The other encouraging bit of information is that we are far from helpless when it comes to maintaining our health while eating small doses of toxic substances.  It turns out that fruits and vegetable are excellent sources of other special chemicals which help us to fight cancer and a host of other ills.  Many people turn to the poorly regulated "supplements market" to get these chemicals, but that is not necessary.  The much more natural option is simply to enjoy the diverse and relatively low cost produce which is available to us today.  The bonus is that these products taste great and also provide basic minerals, vitamins, and fiber in our diet.  I will list just five examples of the foods which help to protect us against a wide variety of chronic diseases:
  • Tomatoes: the largest dietary source of lycopene - a chemical that reduces risk of cancer, osteoporosis and cardiovascular disease
  • Grapes: resveratrol in red grapes and wine enhances cardiac health
  • Berries: berries have extremely high levels of various antioxidants that reduce the risk of cancer, improve urinary tract health, and help with memory and healthy aging
  • Asparagus: rutin in asparagus can ameliorate the effects of diabetes and lower blood pressure among other benefits after the body converts it to quercetin-3-glycoside
  • Broccoli: contains lots of vitamins A and C, but also isothiocyanates which stimulate the enzymes in the body that neutralize many potential cancer causing substances
There has probably never been a human society with such ready access to the foods that can protect health and counteract the effects of toxins - natural and man made.  That is why it is tragic when something like the "Dirty Dozen List" discourages significant numbers of people from buying fruits and vegetables.  These consumers then fail to get the very phytochemicals which could protect them - both from the trace chemicals they fear, and from the fearsome chemicals they may not even appreciate (e.g. aflatoxin).

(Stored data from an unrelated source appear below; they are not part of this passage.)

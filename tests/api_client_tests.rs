/// HTTP client against a local `tiny_http` stub backend.
use std::io::Read;
use std::sync::mpsc;
use std::thread;
use std::time::Duration;

use bribemap::api::{ApiClient, ApiError, GetReportsParams, NewReportInput, ReportsApi, TopologyClient, TopologySource};
use bribemap::diagnostics::Diagnostics;
use tiny_http::{Header, Response, Server};

/// What the stub saw for one request.
#[derive(Debug)]
struct Seen {
    method: String,
    url: String,
    body: String,
    content_type: Option<String>,
}

/// Serve `responses` in order, one per request, then stop.
fn stub(responses: Vec<(u16, &'static str)>) -> (String, mpsc::Receiver<Seen>) {
    let server = Server::http("127.0.0.1:0").expect("bind stub server");
    let addr = server.server_addr().to_ip().expect("ip listener");
    let (tx, rx) = mpsc::channel();

    thread::spawn(move || {
        for (status, body) in responses {
            let Ok(mut request) = server.recv() else {
                return;
            };
            let mut received = String::new();
            let _ = request.as_reader().read_to_string(&mut received);
            let content_type = request
                .headers()
                .iter()
                .find(|h| h.field.equiv("Content-Type"))
                .map(|h| h.value.to_string());
            let _ = tx.send(Seen {
                method: request.method().to_string(),
                url: request.url().to_string(),
                body: received,
                content_type,
            });
            let header = Header::from_bytes("Content-Type", "application/json").unwrap();
            let _ = request.respond(
                Response::from_string(body)
                    .with_status_code(status)
                    .with_header(header),
            );
        }
    });

    (format!("http://{addr}/"), rx)
}

fn client(base: &str) -> ApiClient {
    ApiClient::new(base, Duration::from_secs(5))
}

#[test]
fn list_reports_sends_only_set_params() {
    let (base, seen) = stub(vec![(
        200,
        r#"{"data":[{"id":"a1","department":"Police","amount":"₹1,500","state":"MH","district":null,"city":"Pune","description":"x","date_reported":"2025-01-15T10:00:00Z"}],"total":41}"#,
    )]);
    let params = GetReportsParams {
        state: Some("MH".to_string()),
        limit: Some(10),
        ..Default::default()
    };
    let listing = client(&base).list_reports(&params).unwrap();

    assert_eq!(listing.total, 41);
    assert_eq!(listing.data[0].amount, 1500.0);
    let req = seen.recv().unwrap();
    assert_eq!(req.method, "GET");
    assert!(req.url.starts_with("/v1/reports?"));
    assert!(req.url.contains("state=MH"));
    assert!(req.url.contains("limit=10"));
    assert!(!req.url.contains("offset"));
    assert!(!req.url.contains("department"));
    assert_eq!(req.content_type.as_deref(), Some("application/json"));
}

#[test]
fn create_report_posts_json_without_empty_optionals() {
    let (base, seen) = stub(vec![(
        201,
        r#"{"id":"n1","department":"Revenue","amount":2500,"state":"KA","city":"Mysuru","description":"Mutation fee","date_reported":"2025-06-01T12:00:00Z"}"#,
    )]);
    let input = NewReportInput {
        department: "Revenue".to_string(),
        amount: 2500.0,
        state: "KA".to_string(),
        district: None,
        city: Some("Mysuru".to_string()),
        description: "Mutation fee".to_string(),
    };
    let created = client(&base).create_report(&input).unwrap();
    assert_eq!(created.id, "n1");
    assert_eq!(created.district, None);

    let req = seen.recv().unwrap();
    assert_eq!(req.method, "POST");
    assert_eq!(req.url, "/v1/reports");
    let body: serde_json::Value = serde_json::from_str(&req.body).unwrap();
    assert_eq!(body["state"], "KA");
    assert!(body.get("district").is_none());
}

#[test]
fn validation_failure_is_typed() {
    let (base, _seen) = stub(vec![(
        400,
        r#"{"error":"Validation failed","details":[{"field":"amount","message":"Expected number"}]}"#,
    )]);
    let input = NewReportInput {
        department: "Police".to_string(),
        amount: 0.0,
        state: "MH".to_string(),
        district: None,
        city: None,
        description: "x".to_string(),
    };
    let err = client(&base).create_report(&input).unwrap_err();
    assert_eq!(err.kind(), "validation");
    assert_eq!(err.status(), Some(400));
    assert_eq!(err.user_message("fallback"), "amount: Expected number");
}

#[test]
fn server_error_with_and_without_message() {
    let (base, _seen) = stub(vec![
        (500, r#"{"error":"Internal","message":"Database unavailable"}"#),
        (503, "upstream down"),
    ]);
    let api = client(&base);

    let err = api.summary_stats().unwrap_err();
    assert_eq!(err.server_message().as_deref(), Some("Database unavailable"));

    let err = api.heatmap().unwrap_err();
    assert_eq!(
        err,
        ApiError::Server {
            status: 503,
            error: None,
            message: None
        }
    );
    assert_eq!(err.user_message("Failed to load"), "Failed to load");
}

#[test]
fn unexpected_body_is_a_parse_error() {
    let (base, _seen) = stub(vec![(200, r#"{"status":"ok"}"#)]);
    let err = client(&base).all_reports().unwrap_err();
    assert_eq!(err.kind(), "parse");
}

#[test]
fn state_paths_and_delete() {
    let (base, seen) = stub(vec![
        (
            200,
            r#"{"total_reports":3,"total_amount":4500,"avg_bribe":1500,"corruption_by_departments":{"Transport":2,"Police":1}}"#,
        ),
        (200, r#"["Pune","Nagpur"]"#),
        (200, r#"{"deleted":3}"#),
    ]);
    let api = client(&base);

    let summary = api.state_summary("MH").unwrap();
    assert_eq!(
        summary.corruption_by_departments,
        vec![("Transport".to_string(), 2.0), ("Police".to_string(), 1.0)]
    );
    assert_eq!(seen.recv().unwrap().url, "/v1/stats/state/MH/summary");

    assert_eq!(api.districts("MH").unwrap(), vec!["Pune", "Nagpur"]);
    assert_eq!(seen.recv().unwrap().url, "/v1/states/MH/districts");

    api.delete_all_reports().unwrap();
    let req = seen.recv().unwrap();
    assert_eq!(req.method, "DELETE");
    assert_eq!(req.url, "/v1/reports/all");
}

#[test]
fn unreachable_backend_is_a_network_error() {
    // Bind then drop to get a port nothing listens on.
    let port = {
        let server = Server::http("127.0.0.1:0").unwrap();
        server.server_addr().to_ip().unwrap().port()
    };
    let api = ApiClient::new(&format!("http://127.0.0.1:{port}"), Duration::from_secs(2));
    let err = api.health().unwrap_err();
    assert_eq!(err.kind(), "network");
    assert_eq!(err.status(), None);
}

#[test]
fn failures_are_recorded_in_the_diagnostics_log() {
    let dir = std::env::temp_dir().join(format!("bribemap-api-{}", std::process::id()));
    let _ = std::fs::remove_dir_all(&dir);
    let log = dir.join("diagnostics.jsonl");

    let (base, _seen) = stub(vec![(500, r#"{"error":"Internal","message":"boom"}"#)]);
    let api = client(&base).with_diagnostics(Diagnostics::new(false, Some(log.clone())));
    assert!(api.health().is_err());

    let entries = bribemap::diagnostics::logger::read_all_entries(&log);
    assert_eq!(entries.len(), 1);
    assert_eq!(entries[0].operation, "health");
    assert_eq!(entries[0].kind, "server");
    assert_eq!(entries[0].status, Some(500));
    let _ = std::fs::remove_dir_all(&dir);
}

#[test]
fn topology_names_come_from_geometries() {
    let (base, _seen) = stub(vec![(
        200,
        r#"{"type":"Topology","objects":{"india":{"type":"GeometryCollection","geometries":[
            {"type":"Polygon","properties":{"NAME_1":"Maharashtra"}},
            {"type":"Polygon","properties":{"name":"Kerala"}},
            {"type":"Polygon","properties":{"NAME_1":"Maharashtra"}}
        ]}}}"#,
    )]);
    let topology = TopologyClient::new(&format!("{base}india.json"), Duration::from_secs(5));
    assert_eq!(
        topology.state_names().unwrap(),
        vec!["Maharashtra".to_string(), "Kerala".to_string()]
    );
}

Putting This In Perspective

I am not just saying: "Don't Worry, Be Happy."  There are very real toxic threats in the world - both man-made and natural.  We need to pay attention to what the toxicologists and public health experts tell us.  What we don't need to do is to worry inordinately about trace levels of pesticides or about low levels of most natural compounds.  What we do need to do is to eat our fruits and vegetables!

Vegetable market image from a trip I took to Switzerland a few years ago
You are invited to comment here or to email me at savage.sd@gmail.com


  1. In defense of EWG, they encourage people to buy organic those on the "Dirty Dozen" list and they explicitly state "Eat your fruits and vegetables! The health benefits of a diet rich in fruits and vegetables outweigh the risks of pesticide exposure. Use EWG's Shopper's Guide to Pesticides to reduce your exposures as much as possible, but eating conventionally-grown produce is far better than not eating fruits and vegetables at all."

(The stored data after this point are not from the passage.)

/// Browse all reports through the client-side grid.
pub fn run_explore(cfg: &BribemapConfig, opts: &ExploreOptions, format: OutputFormat) -> Result<()> {
    let mut grid = ReportGrid::new(cfg.display.page_size, cfg.display.page_size_options.clone());
    let filters = [
        ("state", &opts.state),
        ("department", &opts.department),
        ("amountRange", &opts.amount_range),
        ("dateRange", &opts.date_range),
        ("search", &opts.search),
    ];
    for (key, value) in filters {
        if let Some(value) = value {
            grid.set_filter(key, value).map_err(anyhow::Error::msg)?;
        }
    }
    for column in &opts.sort {
        let column: ReportColumn = column.parse().map_err(anyhow::Error::msg)?;
        grid.toggle_sort(column);
    }
    if let Some(size) = opts.page_size {
        grid.set_page_size(size).map_err(anyhow::Error::msg)?;
    }

    let (api, _) = clients(cfg);
    let mut page = ExplorePage::new(grid);
    page.mount(&api);
    if let Some(err) = &page.reports.error {
        bail!("{err}");
    }

    let today = today();
    let total = page.grid.matching(page.loaded(), today).len();
    page.grid.pagination.go_to(opts.page.max(1), total);
    let view = page.view(today);

    match format {
        OutputFormat::Json => println!("{}", serde_json::to_string_pretty(&view)?),
        OutputFormat::Csv => print_reports_csv(&view.rows),
        OutputFormat::Table => {
            println!("{}", "Explore Reports".bold().cyan());
            println!("{}", "=".repeat(60));
            if !page.grid.filter.is_empty() {
                println!(
                    "  {} {}",
                    "Filters:".bold(),
                    describe_filters(&page.grid).dimmed()
                );
            }
            if view.rows.is_empty() {
                println!("  {}", "No reports match the current filters.".yellow());
                return Ok(());
            }
            print_grid_table(&view.rows, &page.grid);
            println!(
                "  {}",
                format!(
                    "Page {} of {} · {} matching reports · {} per page",
                    view.page,
                    view.page_count,
                    format::format_count(view.total_matching as f64),
                    view.page_size
                )
                .dimmed()
            );
            if opts.chart {
                println!();
                println!("{}", "Amount by Department".bold().cyan());
                print_chart(&page.department_chart(today), cfg.display.bar_width);
            }
        }
    }
    Ok(())
}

    However, I'm wondering how accurate it is after reading one of your posts on the "Dirty Dozen." Its not the first time it has been questioned for accuracy either

  2. Anonymous,
    Although I'm glad that EWG says "eat your fruits and vegetables," I don't think that sort of generic, sound advice does very much to counter their main message - that you should be seriously scared about xxxx.

    It seems to me that this is in some large part a marketing tool for Organic (and the financial connection between EWG and Organic marketers is murky). I don't think it actually works very well if that is the goal. The only study I've seen on this topic suggests that the EWG's list mostly just inspires consumers to eat less produce.

    I'm glad that you have seen others questioning the "science" behind the dirty dozen list. There are many and for good reason.